Environmental justice and climate advocacy groups have been calling on the OSFM to prioritize community safety and climate considerations when crafting these regulations and will be submitting comments.
“At a time when we have no updated federal regulations for CO2 pipelines, California has a unique and critical opportunity to set the national standard for CO2 pipeline regulation,” said Food & Water Watch Northern California Organizer Isabel Penman. “The final draft regulations do not do enough to protect our communities from the buildout of these unnecessary projects in the case of a pipeline failure.”
California environmental justice and climate advocacy groups sent a number of letters to the OSFM outlining a variety of concerns with CO2 pipeline buildout including the potential threats to water quality and public health. Groups also sent a letter calling for regulations to be grounded in a community-focused framework.
“CO2 pipeline ruptures don’t give people time to react, there’s no smell, no color, no warning,” said Central California Environmental Justice Network Policy Associate Ileana Navarro. “Our communities in the San Joaquin Valley are already overburdened by pollution, and we cannot accept regulations that leave us without the equipment, notice, or protections we need to stay safe. These rules need to put public health first, not industry convenience.”

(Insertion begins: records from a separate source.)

//! The form class pool: groups equal-sized form buffers, maintains
//! the per-class free chain and MRU/LRU screen order, and runs the
//! per-sheet preload/unload disciplines (§4.3).
//!
//! Mirrors the teacher's `Device`/`DeviceInternal` split
//! (`thundr/src/device.rs`): a small `Arc`-shared handle
//! (`FormClassPool`) around a mutex-protected ordered list of classes,
//! each of which is itself independently lockable so the form
//! generator can hold a class read lock while poaching from one
//! screen under that screen's own write lock.

use std::collections::VecDeque;
use std::sync::{Mutex, RwLock};

use crate::error::Result;
use crate::form::Form;
use crate::types::{EraseNr, FormClassId, ScreenId};
use utils::{debug, verbose};

/// One size class: every form in it is exactly `formsize` bytes.
pub struct FormClass {
    pub id: FormClassId,
    pub formsize: usize,
    state: RwLock<FormClassState>,
}

struct FormClassState {
    /// Forms available for immediate reuse, belonging to no screen.
    free_chain: Vec<Box<Form>>,
    /// Screens of this class currently in use on the output DL, most
    /// recently used at the front.
    mru: VecDeque<ScreenId>,
    num_screens_total: u32,
    num_screens_sheet: u32,
    levels_reqd: u32,
    levels_cached: u32,
    /// DL that currently owns `free_chain`'s contents; forms are only
    /// handed out to requests for this DL.
    owner_dl: Option<EraseNr>,
}

impl FormClass {
    fn new(id: FormClassId, formsize: usize) -> Self {
        FormClass {
            id,
            formsize,
            state: RwLock::new(FormClassState {
                free_chain: Vec::new(),
                mru: VecDeque::new(),
                num_screens_total: 0,
                num_screens_sheet: 0,
                levels_reqd: 0,
                levels_cached: 0,
                owner_dl: None,
            }),
        }
    }

    pub fn free_count(&self) -> usize {
        self.state.read().unwrap().free_chain.len()
    }

    pub fn num_screens_total(&self) -> u32 {
        self.state.read().unwrap().num_screens_total
    }

    pub fn register_screen(&self) {
        self.state.write().unwrap().num_screens_total += 1;
    }

    pub fn unregister_screen(&self) {
        let mut st = self.state.write().unwrap();
        st.num_screens_total = st.num_screens_total.saturating_sub(1);
    }

    /// Take a form off the free chain, if any, sized for `formsize`
    /// (step 2 of `get_nearest`).
    pub fn take_free_form(&self) -> Option<Box<Form>> {
        self.state.write().unwrap().free_chain.pop()
    }

    pub fn return_form(&self, form: Box<Form>) {
        self.state.write().unwrap().free_chain.push(form);
    }

    /// Move `screen` to the head of the MRU chain, inserting it if
    /// absent (step 7 of `get_nearest`, and step 1 of preload).
    pub fn touch_mru(&self, screen: ScreenId) {
        let mut st = self.state.write().unwrap();
        if st.mru.front() == Some(&screen) {
            return;
        }
        st.mru.retain(|s| *s != screen);
        st.mru.push_front(screen);
    }

    pub fn remove_from_mru(&self, screen: ScreenId) {
        self.state.write().unwrap().mru.retain(|s| *s != screen);
    }

    /// Whether `screen` is the current LRU (tail) entry.
    pub fn is_lru(&self, screen: ScreenId) -> bool {
        self.state.read().unwrap().mru.back() == Some(&screen)
    }

    /// Walk the LRU chain from the tail toward (but not including)
    /// `stop_before`, in poaching order.
    pub fn lru_walk_order(&self, stop_before: ScreenId) -> Vec<ScreenId> {
        let st = self.state.read().unwrap();
        let mut out = Vec::new();
        for &s in st.mru.iter().rev() {
            if s == stop_before {
                break;
            }
            out.push(s);
        }
        out
    }

    pub fn accumulate_sheet_demand(&self, levels_used: u32, number_cached: u32) {
        let mut st = self.state.write().unwrap();
        st.levels_reqd += levels_used;
        st.levels_cached += number_cached;
        st.num_screens_sheet += 1;
    }

    pub fn reset_sheet_demand(&self) {
        let mut st = self.state.write().unwrap();
        st.levels_reqd = 0;
        st.levels_cached = 0;
        st.num_screens_sheet = 0;
    }

    /// Per-screen average deficit used by the fair-allocation pass
    /// (step 3 of preload discipline).
    pub fn per_screen_deficit(&self) -> f32 {
        let st = self.state.read().unwrap();
        if st.num_screens_sheet == 0 {
            return 0.0;
        }
        let forms_available = st.free_chain.len() as u32 + st.levels_cached;
        let deficit = st.levels_reqd.saturating_sub(forms_available);
        deficit as f32 / st.num_screens_sheet as f32
    }

    pub fn deficit(&self) -> u32 {
        let st = self.state.read().unwrap();
        let forms_available = st.free_chain.len() as u32 + st.levels_cached;
        st.levels_reqd.saturating_sub(forms_available)
    }

    pub fn num_screens_sheet(&self) -> u32 {
        self.state.read().unwrap().num_screens_sheet
    }

    pub fn set_owner_dl(&self, dl: Option<EraseNr>) {
        self.state.write().unwrap().owner_dl = dl;
    }

    pub fn owner_dl(&self) -> Option<EraseNr> {
        self.state.read().unwrap().owner_dl
    }
}

/// Ordered list of classes, largest `formsize` first (§4.3
/// Organization), behind a single mutex: class membership changes
/// (insertion of a new size, destruction of the last screen in one)
/// are rare compared to the per-class traffic the `RwLock`s absorb.
pub struct FormClassPool {
    classes: Mutex<Vec<FormClass>>,
    next_id: Mutex<u64>,
}

impl Default for FormClassPool {
    fn default() -> Self {
        Self::new()
    }
}

impl FormClassPool {
    pub fn new() -> Self {
        FormClassPool {
            classes: Mutex::new(Vec::new()),
            next_id: Mutex::new(0),
        }
    }

    /// Find or create the class for `formsize`, inserting it at the
    /// correct position to keep the list largest-first.
    pub fn class_for_size(&self, formsize: usize) -> FormClassId {
        let mut classes = self.classes.lock().unwrap();
        if let Some(existing) = classes.iter().find(|c| c.formsize == formsize) {
            existing.register_screen();
            return existing.id;
        }
        let mut next_id = self.next_id.lock().unwrap();
        let id = FormClassId(*next_id);
        *next_id += 1;
        drop(next_id);

        let class = FormClass::new(id, formsize);
        class.register_screen();
        let pos = classes
            .iter()
            .position(|c| c.formsize < formsize)
            .unwrap_or(classes.len());
        debug!("class_for_size: creating class {:?} for {} bytes", id, formsize);
        classes.insert(pos, class);
        id
    }

    /// Remove the class for `id` once its last screen is gone.
    /// Returns `true` if the class was removed.
    pub fn destroy_if_empty(&self, id: FormClassId) -> bool {
        let mut classes = self.classes.lock().unwrap();
        if let Some(idx) = classes.iter().position(|c| c.id == id) {
            if classes[idx].num_screens_total() == 0 {
                classes.remove(idx);
                return true;
            }
        }
        false
    }

    pub fn with_class<R>(&self, id: FormClassId, f: impl FnOnce(&FormClass) -> R) -> Option<R> {
        let classes = self.classes.lock().unwrap();
        classes.iter().find(|c| c.id == id).map(f)
    }

    /// All class ids, largest-formsize-first, for the per-sheet
    /// preload walk.
    pub fn all_ids(&self) -> Vec<FormClassId> {
        self.classes.lock().unwrap().iter().map(|c| c.id).collect()
    }

    /// Step 3 of preload discipline: repeatedly grant the class with
    /// the greatest per-screen deficit enough forms to close the gap
    /// to the runner-up (or 10% of its own deficit, whichever is
    /// larger), stopping when no class has any deficit. `allocate`
    /// is the caller-supplied form-buffer allocator; a failure for one
    /// class does not stop allocation for smaller classes (§4.3 step
    /// 3-4).
    pub fn fair_allocate(
        &self,
        mut allocate: impl FnMut(FormClassId, usize) -> Result<Vec<Box<Form>>>,
    ) -> bool {
        let mut any_failed = false;
        loop {
            let ids = self.all_ids();
            if ids.is_empty() {
                break;
            }
            let mut deficits: Vec<(FormClassId, f32, u32)> = ids
                .iter()
                .filter_map(|&id| {
                    self.with_class(id, |c| (id, c.per_screen_deficit(), c.deficit()))
                })
                .filter(|(_, per_screen, total)| *per_screen > 0.0 && *total > 0)
                .collect();
            if deficits.is_empty() {
                break;
            }
            deficits.sort_by(|a, b| b.1.partial_cmp(&a.1).unwrap());
            let (greatest_id, greatest_per_screen, greatest_total) = deficits[0];
            let runner_up_per_screen = deficits.get(1).map(|(_, per, _)| *per).unwrap_or(0.0);
            let num_screens = self.with_class(greatest_id, |c| c.num_screens_sheet()).unwrap_or(1).max(1);
            let gap_to_runner_up =
                ((greatest_per_screen - runner_up_per_screen).max(0.0) * num_screens as f32) as u32;
            let ten_percent = (greatest_total as f32 * 0.1).ceil() as u32;
            let grant = gap_to_runner_up.max(ten_percent).max(1).min(greatest_total);

            let formsize = match self.with_class(greatest_id, |c| c.formsize) {
                Some(s) => s,
                None => break,
            };
            match allocate(greatest_id, grant as usize * formsize) {
                Ok(forms) => {
                    let n = forms.len();
                    self.with_class(greatest_id, |c| {
                        for f in forms {
                            c.return_form(f);
                        }
                    });
                    verbose!("fair_allocate: granted {} forms to class {:?}", n, greatest_id);
                }
                Err(_) => {
                    any_failed = true;
                    break;
                }
            }
        }
        any_failed
    }

    pub fn reset_all_sheet_demand(&self) {
        for id in self.all_ids() {
            self.with_class(id, |c| c.reset_sheet_demand());
        }
    }
}

#[cfg(test)]
mod tests {
    use super::*;

    #[test]
    fn classes_ordered_largest_first() {
        let pool = FormClassPool::new();
        pool.class_for_size(10);
        pool.class_for_size(100);
        pool.class_for_size(50);
        let ids = pool.all_ids();
        let sizes: Vec<usize> = ids
            .iter()
            .map(|&id| pool.with_class(id, |c| c.formsize).unwrap())
            .collect();
        assert_eq!(sizes, vec![100, 50, 10]);
    }

    #[test]
    fn reusing_a_size_does_not_create_a_second_class() {
        let pool = FormClassPool::new();
        let a = pool.class_for_size(64);
        let b = pool.class_for_size(64);
        assert_eq!(a, b);
        assert_eq!(pool.all_ids().len(), 1);
    }

    #[test]
    fn touch_mru_moves_to_front_without_duplicating() {
        let pool = FormClassPool::new();
        let id = pool.class_for_size(64);
        pool.with_class(id, |c| {
            c.touch_mru(ScreenId(1));
            c.touch_mru(ScreenId(2));
            c.touch_mru(ScreenId(1));
        });
        let order = pool.with_class(id, |c| c.lru_walk_order(ScreenId(999))).unwrap();
        assert_eq!(order, vec![ScreenId(2), ScreenId(1)]);
    }

    #[test]
    fn destroy_if_empty_only_removes_unreferenced_class() {
        let pool = FormClassPool::new();
        let id = pool.class_for_size(64);
        assert!(!pool.destroy_if_empty(id));
        pool.with_class(id, |c| c.unregister_screen());
        assert!(pool.destroy_if_empty(id));
        assert!(pool.all_ids().is_empty());
    }
}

California’s moratorium on CO2 pipelines was enacted in 2022 to protect California communities from dangerous, woefully inadequate federal pipeline safety regulations. SB 614 lifted the moratorium and charged the Office of the State Fire Marshal with creating CO2 pipeline regulations for the first time in California under a shortened emergency rule-making timeline. There are around two dozen proposed CCS projects in California, most of which would be located in areas of the state already overburdened by pollution.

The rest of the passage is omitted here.